ARGUABLY THE GREATEST ATHLETE of all time, she thoroughly dominated not one but two sports: first track and field, then golf. After the Port Arthur native won gold medals in the javelin and the eighty-meter hurdles at the 1932 Olympics in Los Angeles, the press labeled her an “amazing Amazon,” a “terrific tomboy,” the “Texas Tornado,” and a “muscle moll.” The last epithet slammed her distinct masculinity—a quality as talked about as her athletic prowess. Ever her own best promoter, she deliberately feminized her image when she switched to golf, then one of the few sports that not only was open to women but also offered longevity and remuneration. In a straitlaced era, she was both a misfit and a marvel.

She was born Mildred Ella Didriksen to Norwegian immigrants on June 26, 1911. She was nicknamed Babe as a child but later said the moniker sprang from her athletic affinity with Babe Ruth. (She also changed the e in her last name to an o.)

From 1930 to 1932 she set U.S. or world records in the eighty- meter hurdles, the broad jump, the high jump, the shot put, the javelin, and the baseball throw.

Crowds loved her skill and sass. Once, playing with a men’s baseball team known for its bearded members, Babe was heckled by a female fan who yelled: “Where are your whiskers?” She retorted, “I’m sittin’ on ’em, sister, just like you are.”

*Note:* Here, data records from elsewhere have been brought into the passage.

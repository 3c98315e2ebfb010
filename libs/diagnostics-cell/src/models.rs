use std::fmt;

use chrono::{DateTime, Utc};
use serde::{Deserialize, Serialize};
use thiserror::Error;

use shared_models::error::AppError;

// ==============================================================================
// IMAGE ANALYSIS MODELS
// ==============================================================================

#[derive(Debug, Clone, Copy, PartialEq, Eq, Hash, Serialize, Deserialize)]
#[serde(rename_all = "lowercase")]
pub enum ImageType {
    Xray,
    Wound,
}

impl ImageType {
    pub fn as_str(&self) -> &'static str {
        match self {
            ImageType::Xray => "xray",
            ImageType::Wound => "wound",
        }
    }

    pub fn display_name(&self) -> &'static str {
        match self {
            ImageType::Xray => "X-Ray",
            ImageType::Wound => "Wound/Injury",
        }
    }
}

impl fmt::Display for ImageType {
    fn fmt(&self, f: &mut fmt::Formatter<'_>) -> fmt::Result {
        f.write_str(self.as_str())
    }
}

#[derive(Debug, Clone, Copy, PartialEq, Eq, Serialize, Deserialize)]
#[serde(rename_all = "lowercase")]
pub enum Severity {
    Low,
    Moderate,
    High,
}

#[derive(Debug, Clone, PartialEq, Serialize, Deserialize)]
pub struct Diagnosis {
    pub condition: String,
    pub confidence: f32,
    pub recommendation: String,
    pub severity: Severity,
}

#[derive(Debug, Clone, Deserialize)]
pub struct ImageAnalysisRequest {
    /// Base64 image bytes, optionally as a `data:` URL.
    pub image: String,
    pub image_type: ImageType,
    pub notes: Option<String>,
}

#[derive(Debug, Clone, Serialize)]
pub struct ImageAnalysis {
    pub image_url: String,
    pub image_type: ImageType,
    pub diagnosis: Diagnosis,
}

// ==============================================================================
// PULSE MODELS
// ==============================================================================

#[derive(Debug, Clone, Copy, PartialEq, Eq, Serialize, Deserialize)]
#[serde(rename_all = "lowercase")]
pub enum PulseStatus {
    Low,
    Normal,
    High,
}

impl PulseStatus {
    pub fn classify(bpm: u16) -> Self {
        match bpm {
            0..=59 => PulseStatus::Low,
            60..=100 => PulseStatus::Normal,
            _ => PulseStatus::High,
        }
    }

    pub fn as_str(&self) -> &'static str {
        match self {
            PulseStatus::Low => "low",
            PulseStatus::Normal => "normal",
            PulseStatus::High => "high",
        }
    }
}

impl fmt::Display for PulseStatus {
    fn fmt(&self, f: &mut fmt::Formatter<'_>) -> fmt::Result {
        f.write_str(self.as_str())
    }
}

#[derive(Debug, Clone, Default, Deserialize)]
#[serde(default)]
pub struct PulseReadingRequest {
    /// Measured rate. A simulated reading is taken when absent.
    pub heart_rate: Option<u16>,
    pub notes: Option<String>,
    pub device: Option<String>,
}

#[derive(Debug, Clone, Serialize)]
pub struct PulseReading {
    pub heart_rate: u16,
    pub status: PulseStatus,
    pub notes: Option<String>,
    pub recorded_at: DateTime<Utc>,
}

// ==============================================================================
// ERROR TYPES
// ==============================================================================

#[derive(Debug, Error)]
pub enum DiagnosticsError {
    #[error("Image is empty")]
    EmptyImage,

    #[error("Image is not valid base64: {0}")]
    InvalidImage(String),

    #[error("Heart rate {0} BPM is outside the measurable range")]
    HeartRateOutOfRange(u16),

    #[error("Image classifier failed: {0}")]
    Classifier(String),

    #[error("Database error: {0}")]
    Database(String),

    #[error("Store returned no row for the new {0}")]
    NotPersisted(&'static str),
}

impl From<DiagnosticsError> for AppError {
    fn from(err: DiagnosticsError) -> Self {
        match err {
            DiagnosticsError::EmptyImage
            | DiagnosticsError::InvalidImage(_)
            | DiagnosticsError::HeartRateOutOfRange(_) => AppError::ValidationError(err.to_string()),
            DiagnosticsError::Classifier(_) => AppError::ExternalService(err.to_string()),
            DiagnosticsError::Database(_) | DiagnosticsError::NotPersisted(_) => {
                AppError::Database(err.to_string())
            }
        }
    }
}
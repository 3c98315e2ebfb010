use std::sync::Arc;

use axum::{
    extract::{Extension, Query, State},
    Json,
};
use axum_extra::TypedHeader;
use headers::{authorization::Bearer, Authorization};
use serde::Deserialize;
use serde_json::{json, Value};

use shared_config::AppConfig;
use shared_database::SessionContext;
use shared_models::auth::User;
use shared_models::error::AppError;

use crate::models::ActivityType;
use crate::services::HealthRecordService;

#[derive(Debug, Deserialize)]
pub struct HealthRecordQuery {
    pub activity_type: Option<ActivityType>,
    pub limit: Option<usize>,
}

#[axum::debug_handler]
pub async fn list_health_records(
    State(state): State<Arc<AppConfig>>,
    TypedHeader(auth): TypedHeader<Authorization<Bearer>>,
    Extension(user): Extension<User>,
    Query(query): Query<HealthRecordQuery>,
) -> Result<Json<Value>, AppError> {
    let ctx = SessionContext::from_config(&state, user, auth.token());
    let records = HealthRecordService::new(ctx)
        .list(query.activity_type, query.limit)
        .await?;

    Ok(Json(json!({
        "records": records,
        "total": records.len()
    })))
}

#[axum::debug_handler]
pub async fn get_health_summary(
    State(state): State<Arc<AppConfig>>,
    TypedHeader(auth): TypedHeader<Authorization<Bearer>>,
    Extension(user): Extension<User>,
) -> Result<Json<Value>, AppError> {
    let ctx = SessionContext::from_config(&state, user, auth.token());
    let summary = HealthRecordService::new(ctx).summary().await?;

    Ok(Json(json!(summary)))
}
use std::sync::Arc;

use assert_matches::assert_matches;
use axum::{
    body::Body,
    http::{Request, StatusCode},
};
use serde_json::{json, Value};
use tower::ServiceExt;
use wiremock::matchers::{body_json, method, path, query_param};
use wiremock::{Mock, MockServer, ResponseTemplate};

use medicine_reminder_cell::{
    reminder_routes, ReminderError, ReminderForm, ReminderFrequency, ReminderService,
    ReminderValidationError,
};
use shared_database::{SessionContext, SupabaseClient};
use shared_utils::test_utils::{JwtTestUtils, MockSupabaseResponses, TestConfig, TestUser};

fn session(server: &MockServer, user: &TestUser) -> SessionContext {
    let config = TestConfig::with_supabase_url(server.uri()).to_app_config();
    SessionContext::new(user.to_user(), "test-token", Arc::new(SupabaseClient::new(&config)))
}

fn reminder_row(user_id: &str, is_active: bool) -> Value {
    json!({
        "id": "rem-1",
        "user_id": user_id,
        "medicine_name": "Metformin",
        "dosage": "500mg",
        "frequency": "twice_daily",
        "time_slots": ["08:00", "20:00"],
        "start_date": "2026-10-17",
        "end_date": null,
        "notes": null,
        "is_active": is_active,
        "created_at": "2026-10-17T07:00:00Z"
    })
}

fn form() -> ReminderForm {
    ReminderForm {
        medicine_name: "Metformin".to_string(),
        dosage: "500mg".to_string(),
        frequency: ReminderFrequency::TwiceDaily,
        time_slots: vec!["08:00".to_string(), "20:00".to_string()],
        ..ReminderForm::default()
    }
}

async fn mount_audit(server: &MockServer, user: &TestUser) {
    Mock::given(method("POST"))
        .and(path("/rest/v1/health_records"))
        .respond_with(ResponseTemplate::new(201).set_body_json(json!([
            MockSupabaseResponses::health_record_response(&user.id, "medicine_reminder")
        ])))
        .expect(1)
        .mount(server)
        .await;
}

async fn body_for(server: &MockServer, method_name: &str, request_path: &str) -> Value {
    let requests = server.received_requests().await.unwrap();
    let request = requests
        .iter()
        .find(|r| r.method.as_str() == method_name && r.url.path() == request_path)
        .unwrap();
    serde_json::from_slice(&request.body).unwrap()
}

#[tokio::test]
async fn test_add_inserts_and_audits() {
    let server = MockServer::start().await;
    let user = TestUser::default();

    Mock::given(method("POST"))
        .and(path("/rest/v1/medicine_reminders"))
        .respond_with(ResponseTemplate::new(201).set_body_json(json!([reminder_row(&user.id, true)])))
        .expect(1)
        .mount(&server)
        .await;
    mount_audit(&server, &user).await;

    let reminder = ReminderService::new(session(&server, &user))
        .save(form(), None)
        .await
        .unwrap();
    assert_eq!(reminder.frequency, ReminderFrequency::TwiceDaily);

    let row = body_for(&server, "POST", "/rest/v1/medicine_reminders").await;
    assert_eq!(row["user_id"], json!(user.id));
    assert_eq!(row["time_slots"], json!(["08:00", "20:00"]));
    assert_eq!(row["is_active"], true);

    let audit = body_for(&server, "POST", "/rest/v1/health_records").await;
    assert_eq!(audit["activity_type"], "medicine_reminder");
    assert_eq!(audit["title"], "Medicine Reminder - Metformin");
    assert_eq!(audit["description"], "Added reminder for Metformin (500mg)");
    assert_eq!(audit["metadata"]["frequency"], "twice_daily");
}

#[tokio::test]
async fn test_edit_is_owner_scoped() {
    let server = MockServer::start().await;
    let user = TestUser::default();

    Mock::given(method("PATCH"))
        .and(path("/rest/v1/medicine_reminders"))
        .and(query_param("id", "eq.rem-1"))
        .and(query_param("user_id", format!("eq.{}", user.id)))
        .respond_with(ResponseTemplate::new(200).set_body_json(json!([reminder_row(&user.id, true)])))
        .expect(1)
        .mount(&server)
        .await;
    mount_audit(&server, &user).await;

    ReminderService::new(session(&server, &user))
        .save(form(), Some("rem-1"))
        .await
        .unwrap();

    let patch = body_for(&server, "PATCH", "/rest/v1/medicine_reminders").await;
    assert!(patch.get("user_id").is_none());

    let audit = body_for(&server, "POST", "/rest/v1/health_records").await;
    assert_eq!(audit["description"], "Updated reminder for Metformin (500mg)");
}

#[tokio::test]
async fn test_edit_of_missing_reminder() {
    let server = MockServer::start().await;
    let user = TestUser::default();

    Mock::given(method("PATCH"))
        .and(path("/rest/v1/medicine_reminders"))
        .respond_with(ResponseTemplate::new(200).set_body_json(json!([])))
        .mount(&server)
        .await;
    Mock::given(method("POST"))
        .and(path("/rest/v1/health_records"))
        .respond_with(ResponseTemplate::new(201).set_body_json(json!([])))
        .expect(0)
        .mount(&server)
        .await;

    let result = ReminderService::new(session(&server, &user))
        .save(form(), Some("someone-elses"))
        .await;

    assert_matches!(result, Err(ReminderError::NotFound(id)) if id == "someone-elses");
}

#[tokio::test]
async fn test_invalid_form_never_reaches_the_store() {
    let server = MockServer::start().await;
    let user = TestUser::default();

    let result = ReminderService::new(session(&server, &user))
        .save(ReminderForm { time_slots: vec![], ..form() }, None)
        .await;

    assert_matches!(result, Err(ReminderError::Validation(ReminderValidationError::NoTimeSlots)));
    assert!(server.received_requests().await.unwrap().is_empty());
}

#[tokio::test]
async fn test_pause_only_touches_the_flag() {
    let server = MockServer::start().await;
    let user = TestUser::default();

    Mock::given(method("PATCH"))
        .and(path("/rest/v1/medicine_reminders"))
        .and(body_json(json!({ "is_active": false })))
        .respond_with(ResponseTemplate::new(200).set_body_json(json!([reminder_row(&user.id, false)])))
        .expect(1)
        .mount(&server)
        .await;

    let reminder = ReminderService::new(session(&server, &user))
        .set_active("rem-1", false)
        .await
        .unwrap();

    assert!(!reminder.is_active);
}

#[tokio::test]
async fn test_delete_requires_confirmation() {
    let server = MockServer::start().await;
    let user = TestUser::default();

    let result = ReminderService::new(session(&server, &user)).delete("rem-1", false).await;

    assert_matches!(result, Err(ReminderError::ConfirmationRequired));
    assert!(server.received_requests().await.unwrap().is_empty());
}

#[tokio::test]
async fn test_list_route() {
    let server = MockServer::start().await;
    let config = TestConfig::with_supabase_url(server.uri());
    let user = TestUser::default();
    let token = JwtTestUtils::create_test_token(&user, &config.jwt_secret, None);

    Mock::given(method("GET"))
        .and(path("/rest/v1/medicine_reminders"))
        .and(query_param("user_id", format!("eq.{}", user.id)))
        .and(query_param("order", "created_at.desc"))
        .respond_with(ResponseTemplate::new(200).set_body_json(json!([reminder_row(&user.id, true)])))
        .expect(1)
        .mount(&server)
        .await;

    let request = Request::builder()
        .uri("/")
        .header("Authorization", format!("Bearer {}", token))
        .body(Body::empty())
        .unwrap();

    let response = reminder_routes(config.to_arc()).oneshot(request).await.unwrap();
    assert_eq!(response.status(), StatusCode::OK);

    let body = axum::body::to_bytes(response.into_body(), usize::MAX).await.unwrap();
    let json: Value = serde_json::from_slice(&body).unwrap();
    assert_eq!(json["total"], 1);
    assert_eq!(json["reminders"][0]["medicine_name"], "Metformin");
}

#[tokio::test]
async fn test_unconfirmed_delete_route_is_rejected() {
    let server = MockServer::start().await;
    let config = TestConfig::with_supabase_url(server.uri());
    let token = JwtTestUtils::create_test_token(&TestUser::default(), &config.jwt_secret, None);

    let request = Request::builder()
        .method("DELETE")
        .uri("/rem-1")
        .header("Authorization", format!("Bearer {}", token))
        .body(Body::empty())
        .unwrap();

    let response = reminder_routes(config.to_arc()).oneshot(request).await.unwrap();
    assert_eq!(response.status(), StatusCode::BAD_REQUEST);
    assert!(server.received_requests().await.unwrap().is_empty());
}
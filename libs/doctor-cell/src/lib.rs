pub mod catalog;
pub mod handlers;
pub mod models;
pub mod router;
pub mod services;

pub use catalog::{catalog, SPECIALIZATIONS};
pub use models::*;
pub use router::doctor_routes;
pub use services::*;
use assert_matches::assert_matches;

use doctor_cell::services::directory::{filter_by_specialization, planar_distance, sort_by_distance};
use doctor_cell::{catalog, AppointmentChannel, DoctorDirectory, DoctorError, LocationCoords};

fn names(doctors: &[&doctor_cell::DoctorProfile]) -> Vec<String> {
    doctors.iter().map(|d| d.name.clone()).collect()
}

#[test]
fn test_default_view_is_whole_catalog_in_order() {
    let directory = DoctorDirectory::default();
    let doctors = directory.get_filtered_doctors(None, None);

    assert_eq!(doctors.len(), 8);
    let ids: Vec<&str> = doctors.iter().map(|d| d.id.as_str()).collect();
    let expected: Vec<&str> = catalog().iter().map(|d| d.id.as_str()).collect();
    assert_eq!(ids, expected);
}

#[test]
fn test_cardiologist_filter_returns_single_doctor() {
    let doctors = DoctorDirectory::default().get_filtered_doctors(Some("Cardiologist"), None);
    assert_eq!(names(&doctors), vec!["Dr. Priya Sharma"]);
}

#[test]
fn test_filter_is_case_insensitive_substring() {
    let doctors = filter_by_specialization(catalog(), Some("pHySiC"));
    assert_eq!(names(&doctors), vec!["Dr. Rajesh Kumar"]);

    let doctors = filter_by_specialization(catalog(), Some("ologist"));
    assert_eq!(doctors.len(), 4);
    assert!(doctors.iter().all(|d| d.specialization.to_lowercase().contains("ologist")));
}

#[test]
fn test_unknown_specialization_yields_empty_list() {
    let doctors = DoctorDirectory::default().get_filtered_doctors(Some("Astrologer"), None);
    assert!(doctors.is_empty());
}

#[test]
fn test_sort_by_distance_orders_nearest_first() {
    let origin = LocationCoords::new(19.0600, 72.8300);
    let doctors = DoctorDirectory::default().get_filtered_doctors(None, Some(origin));

    assert_eq!(doctors.len(), 8);
    assert_eq!(doctors[0].id, "dr-rajesh-kumar-001");
    for pair in doctors.windows(2) {
        assert!(planar_distance(pair[0].coordinates, origin) <= planar_distance(pair[1].coordinates, origin));
    }
}

#[test]
fn test_sort_keeps_catalog_order_for_ties() {
    // Dr. Kavya Nair and Dr. Rohit Mehta share coordinates.
    let origin = LocationCoords::new(18.9667, 72.8081);
    let doctors = sort_by_distance(catalog().iter().collect(), Some(origin));

    assert_eq!(doctors[0].id, "dr-kavya-nair-006");
    assert_eq!(doctors[1].id, "dr-rohit-mehta-007");
}

#[test]
fn test_sort_without_origin_is_identity() {
    let input: Vec<_> = catalog().iter().rev().collect();
    let expected = names(&input);
    assert_eq!(names(&sort_by_distance(input, None)), expected);
}

#[test]
fn test_filter_then_sort() {
    let origin = LocationCoords::new(19.0330, 72.8397);
    let doctors = DoctorDirectory::default().get_filtered_doctors(Some("o"), Some(origin));

    assert!(doctors.iter().all(|d| d.specialization.to_lowercase().contains('o')));
    assert_eq!(doctors[0].id, "dr-vikram-singh-005");
}

#[test]
fn test_lookup_helpers() {
    let directory = DoctorDirectory::default();

    let doctor = directory.get_doctor_by_id("dr-priya-sharma-002").unwrap();
    assert_eq!(doctor.consultation_fee.fee_for(AppointmentChannel::Video), 1000);

    assert_matches!(
        directory.get_doctor_by_id("dr-nobody-999"),
        Err(DoctorError::NotFound(id)) if id == "dr-nobody-999"
    );

    let available = directory.get_available_doctors();
    assert_eq!(available.len(), 6);
    assert!(available.iter().all(|d| d.is_available));

    assert_eq!(directory.get_doctors_by_specialization("ent specialist").len(), 1);
    assert!(directory.get_doctors_by_specialization("ENT").is_empty());
    assert_eq!(directory.specializations().len(), 11);
}
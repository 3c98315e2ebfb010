use std::sync::Arc;

use axum::{middleware, routing::post, Router};

use shared_config::AppConfig;
use shared_utils::extractor::auth_middleware;

use crate::handlers;

pub fn diagnostics_routes(state: Arc<AppConfig>) -> Router {
    Router::new()
        .route("/images", post(handlers::analyze_image))
        .route("/pulse", post(handlers::record_pulse))
        .layer(middleware::from_fn_with_state(state.clone(), auth_middleware))
        .with_state(state)
}
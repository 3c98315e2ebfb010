use base64::{engine::general_purpose::URL_SAFE_NO_PAD, Engine};
use chrono::{TimeZone, Utc};
use hmac::{Hmac, Mac};
use sha2::Sha256;
use thiserror::Error;
use tracing::debug;

use shared_models::auth::{JwtClaims, User};

type HmacSha256 = Hmac<Sha256>;

#[derive(Debug, Error, PartialEq, Eq)]
pub enum TokenError {
    #[error("JWT secret is not set")]
    MissingSecret,
    #[error("Invalid token format")]
    Malformed,
    #[error("Invalid signature encoding")]
    SignatureEncoding,
    #[error("Invalid token signature")]
    BadSignature,
    #[error("Invalid claims encoding")]
    ClaimsEncoding,
    #[error("Invalid claims format")]
    ClaimsFormat,
    #[error("Token expired")]
    Expired,
}

/// Validates a Supabase HS256 access token and returns the user it was issued to.
pub fn validate_token(token: &str, jwt_secret: &str) -> Result<User, TokenError> {
    if jwt_secret.is_empty() {
        return Err(TokenError::MissingSecret);
    }

    let mut parts = token.split('.');
    let (header_b64, claims_b64, signature_b64) = match (parts.next(), parts.next(), parts.next(), parts.next()) {
        (Some(h), Some(c), Some(s), None) => (h, c, s),
        _ => return Err(TokenError::Malformed),
    };

    let signature = URL_SAFE_NO_PAD.decode(signature_b64).map_err(|e| {
        debug!("Failed to decode signature: {}", e);
        TokenError::SignatureEncoding
    })?;

    let mut mac = HmacSha256::new_from_slice(jwt_secret.as_bytes())
        .map_err(|_| TokenError::MissingSecret)?;
    mac.update(format!("{}.{}", header_b64, claims_b64).as_bytes());

    if mac.verify_slice(&signature).is_err() {
        debug!("Token signature verification failed");
        return Err(TokenError::BadSignature);
    }

    let claims_json = URL_SAFE_NO_PAD.decode(claims_b64)
        .ok()
        .and_then(|bytes| String::from_utf8(bytes).ok())
        .ok_or(TokenError::ClaimsEncoding)?;

    let claims: JwtClaims = serde_json::from_str(&claims_json).map_err(|e| {
        debug!("Failed to parse claims: {}", e);
        TokenError::ClaimsFormat
    })?;

    if let Some(exp) = claims.exp {
        let now = Utc::now().timestamp() as u64;
        if exp < now {
            debug!("Token expired at {} (now: {})", exp, now);
            return Err(TokenError::Expired);
        }
    }

    let created_at = claims.iat
        .and_then(|timestamp| Utc.timestamp_opt(timestamp as i64, 0).single());

    let user = User {
        id: claims.sub,
        email: claims.email,
        role: claims.role,
        metadata: claims.user_metadata,
        created_at,
    };

    debug!("Token validated successfully for user: {}", user.id);
    Ok(user)
}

In 1935 a clique of wealthy Texas women objected to her participation in golf. Sniffed one: “We really don’t need any truck drivers’ daughters in our tournament.” Because Babe had accepted fees for a variety of professional sports exhibitions, the United States Golf Association banned her from amateur play for three years.

As a golfer, she regularly drove the ball 250 yards and once won thirteen tournaments in a row.

Her 1938 marriage to wrestler George Zaharias dispelled much speculation about her sexual orientation. But twelve years later she met Betty Dodd, an up-and-coming amateur golfer; Dodd soon moved in with them, and—although Zaharias continued as his wife’s manager—the two women remained inseparable until Babe’s death.

In 1952 Babe made a cameo appearance in the Katharine Hepburn–Spencer Tracy film Pat and Mike, based loosely on her life story.

She developed cancer in 1953, underwent a colostomy, and then won five tournaments the next year. The disease recurred, however, and in 1956 she died in Galveston at age 45.